O avanço de agosto foi o maior desde março, quando a produção das fábricas cresceu 1,7%. Nos quatro meses seguintes o setor apresentou queda da produção em três deles, sendo que em junho expandiu apenas 0,1%, e acumulou nesse período perda de 1,2%.
“O setor industrial volta a ter um crescimento mais importante. Ele não elimina a perda dos meses anteriores, elimina apenas uma parte da perda acumulada, mas volta para o campo positivo, também, com disseminação de resultados positivos entre as atividades. É uma melhor situação do que a gente vinha observando até então”, afirmou André Macedo, gerente da pesquisa do IBGE. “Há uma interrupção de um comportamento que era predominantemente negativo, e esse comportamento estava presente desde abril.”

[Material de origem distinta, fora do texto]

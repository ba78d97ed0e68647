// Keeps one collector per running container plus the singleton host collector.
// A container that leaves the listing only loses its collector; its history stays
// in the store and ages out through normal trimming.

use crate::collector::{Collector, CollectorConfig, CollectorHandle, HostSource, WorkloadSource};
use crate::docker_repo::WorkloadRuntime;
use crate::error::CollectError;
use crate::models::WorkloadInfo;
use crate::series_store::MetricSeriesStore;
use crate::sysinfo_repo::HostStatsProvider;
use std::collections::{HashMap, HashSet};
use std::sync::Arc;
use tokio::sync::RwLock;
use tokio::time::{Duration, MissedTickBehavior, interval, timeout};

#[derive(Debug, Clone, Copy)]
pub struct SupervisorConfig {
    /// How often the container listing is polled.
    pub refresh_interval: Duration,
    /// Upper bound on one listing call; must be below `refresh_interval`.
    pub listing_timeout: Duration,
    pub host: CollectorConfig,
    pub workload: CollectorConfig,
    /// How often to log collector stats at INFO level.
    pub stats_log_interval: Duration,
}

/// Ids started and stopped by one refresh.
#[derive(Debug, Default, Clone, PartialEq, Eq)]
pub struct RefreshOutcome {
    pub added: Vec<String>,
    pub removed: Vec<String>,
}

/// Latest container listing, shared with the API layer.
pub type WorkloadListing = Arc<RwLock<Vec<WorkloadInfo>>>;

pub struct CollectorSupervisor {
    runtime: Arc<dyn WorkloadRuntime>,
    host_provider: Arc<dyn HostStatsProvider>,
    store: Arc<MetricSeriesStore>,
    config: SupervisorConfig,
    host: Option<CollectorHandle>,
    active: HashMap<String, CollectorHandle>,
    listing: WorkloadListing,
}

impl CollectorSupervisor {
    pub fn new(
        runtime: Arc<dyn WorkloadRuntime>,
        host_provider: Arc<dyn HostStatsProvider>,
        store: Arc<MetricSeriesStore>,
        config: SupervisorConfig,
    ) -> Self {
        Self {
            runtime,
            host_provider,
            store,
            config,
            host: None,
            active: HashMap::new(),
            listing: Arc::new(RwLock::new(Vec::new())),
        }
    }

    pub fn listing(&self) -> WorkloadListing {
        self.listing.clone()
    }

    /// Start the host collector once; later calls are no-ops.
    pub fn start_host(&mut self) {
        if self.host.is_some() {
            return;
        }
        let source = HostSource::new(self.host_provider.clone());
        self.host = Some(Collector::new(source, self.store.clone(), self.config.host).spawn());
        tracing::info!("host collector started");
    }

    pub fn host_running(&self) -> bool {
        self.host.as_ref().is_some_and(|h| h.is_running())
    }

    /// Ids with a live collector, sorted.
    pub fn active_workloads(&self) -> Vec<String> {
        let mut ids: Vec<String> = self.active.keys().cloned().collect();
        ids.sort();
        ids
    }

    pub fn collector(&self, id: &str) -> Option<&CollectorHandle> {
        self.active.get(id)
    }

    /// Poll the runtime and converge the collector set onto its listing.
    /// A listing failure or timeout leaves every running collector untouched.
    pub async fn refresh(&mut self) -> Result<RefreshOutcome, CollectError> {
        let live = timeout(self.config.listing_timeout, self.runtime.list_workloads())
            .await
            .map_err(|_| {
                CollectError::Transport(format!(
                    "workload listing timed out after {:?}",
                    self.config.listing_timeout
                ))
            })??;
        Ok(self.apply_listing(live).await)
    }

    /// Converge onto `live`: start collectors for new ids, stop those that vanished.
    pub async fn apply_listing(&mut self, live: Vec<WorkloadInfo>) -> RefreshOutcome {
        let (to_add, to_remove) = diff_workloads(self.active.keys(), &live);

        for id in &to_remove {
            if let Some(handle) = self.active.remove(id) {
                handle.stop().await;
                tracing::info!(workload = %id, "workload gone; collector stopped");
            }
        }
        for id in &to_add {
            let source = WorkloadSource::new(id.clone(), self.runtime.clone());
            let handle = Collector::new(source, self.store.clone(), self.config.workload).spawn();
            self.active.insert(id.clone(), handle);
            tracing::info!(workload = %id, "workload discovered; collector started");
        }

        *self.listing.write().await = live;

        RefreshOutcome {
            added: to_add,
            removed: to_remove,
        }
    }

    /// Stop every collector, host included.
    pub async fn shutdown(&mut self) {
        for (_, handle) in self.active.drain() {
            handle.stop().await;
        }
        if let Some(host) = self.host.take() {
            host.stop().await;
        }
        self.listing.write().await.clear();
        tracing::debug!("Supervisor shut down");
    }

    fn log_stats(&self) {
        let (ok, failed) = self
            .host
            .iter()
            .chain(self.active.values())
            .fold((0u64, 0u64), |(ok, failed), h| {
                (ok + h.stats().ticks_ok(), failed + h.stats().ticks_failed())
            });
        tracing::info!(
            workload_collectors = self.active.len(),
            host_running = self.host_running(),
            ticks_ok_total = ok,
            ticks_failed_total = failed,
            "collector stats"
        );
    }

    /// Start the host collector, then refresh the workload set on every interval until shutdown.
    pub fn spawn(
        mut self,
        mut shutdown_rx: tokio::sync::oneshot::Receiver<()>,
    ) -> tokio::task::JoinHandle<()> {
        tokio::spawn(async move {
            self.start_host();
            let mut refresh_tick = interval(self.config.refresh_interval);
            refresh_tick.set_missed_tick_behavior(MissedTickBehavior::Skip);
            let mut stats_log_tick = interval(self.config.stats_log_interval);
            stats_log_tick.set_missed_tick_behavior(MissedTickBehavior::Skip);
            // interval fires immediately; skip the first stats line.
            stats_log_tick.tick().await;

            loop {
                tokio::select! {
                    _ = refresh_tick.tick() => {
                        match self.refresh().await {
                            Ok(outcome) if !outcome.added.is_empty() || !outcome.removed.is_empty() => {
                                tracing::debug!(
                                    added = outcome.added.len(),
                                    removed = outcome.removed.len(),
                                    "workload set changed"
                                );
                            }
                            Ok(_) => {}
                            Err(e) => {
                                tracing::warn!(
                                    error = %e,
                                    operation = "list_workloads",
                                    "workload listing failed; keeping current collectors"
                                );
                            }
                        }
                    }
                    _ = stats_log_tick.tick() => {
                        self.log_stats();
                    }
                    _ = &mut shutdown_rx => {
                        tracing::debug!("Supervisor shutting down");
                        break;
                    }
                }
            }
            self.shutdown().await;
        })
    }
}

/// Ids in `live` without a collector, and collector ids missing from `live`. Both sorted.
pub fn diff_workloads<'a>(
    active: impl Iterator<Item = &'a String>,
    live: &[WorkloadInfo],
) -> (Vec<String>, Vec<String>) {
    let active: HashSet<&String> = active.collect();
    let live_set: HashSet<&String> = live.iter().map(|w| &w.id).collect();

    let mut to_add: Vec<String> = live_set
        .iter()
        .filter(|id| !active.contains(*id))
        .map(|id| (*id).clone())
        .collect();
    let mut to_remove: Vec<String> = active
        .iter()
        .filter(|id| !live_set.contains(*id))
        .map(|id| (*id).clone())
        .collect();
    to_add.sort();
    to_remove.sort();
    (to_add, to_remove)
}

A alta na indústria em agosto foi a mais intensa para esse período do ano desde 2020, quando tinha crescido 2,9%. Na passagem de julho para agosto de 2025, três das quatro grandes categorias econômicas e 16 dos 25 ramos industriais pesquisados apontaram avanço na produção.
“Você tem um maior espalhamento de resultados positivos em agosto”, lembrou Macedo, ponderando que o crescimento se dá sobre uma base de comparação bastante depreciada, uma vez que o setor vinha de perdas importantes desde abril. “A leitura de 2025 ainda é de perda de dinamismo no setor industrial”, concluiu.
Segmentos
A alta de 0,8% na produção industrial nacional em agosto ante julho foi puxada, sobretudo, pela expansão nas atividades de produtos farmoquímicos e farmacêuticos (13,4%), coque, produtos derivados do petróleo e biocombustíveis (1,8%) e produtos alimentícios (1,3%).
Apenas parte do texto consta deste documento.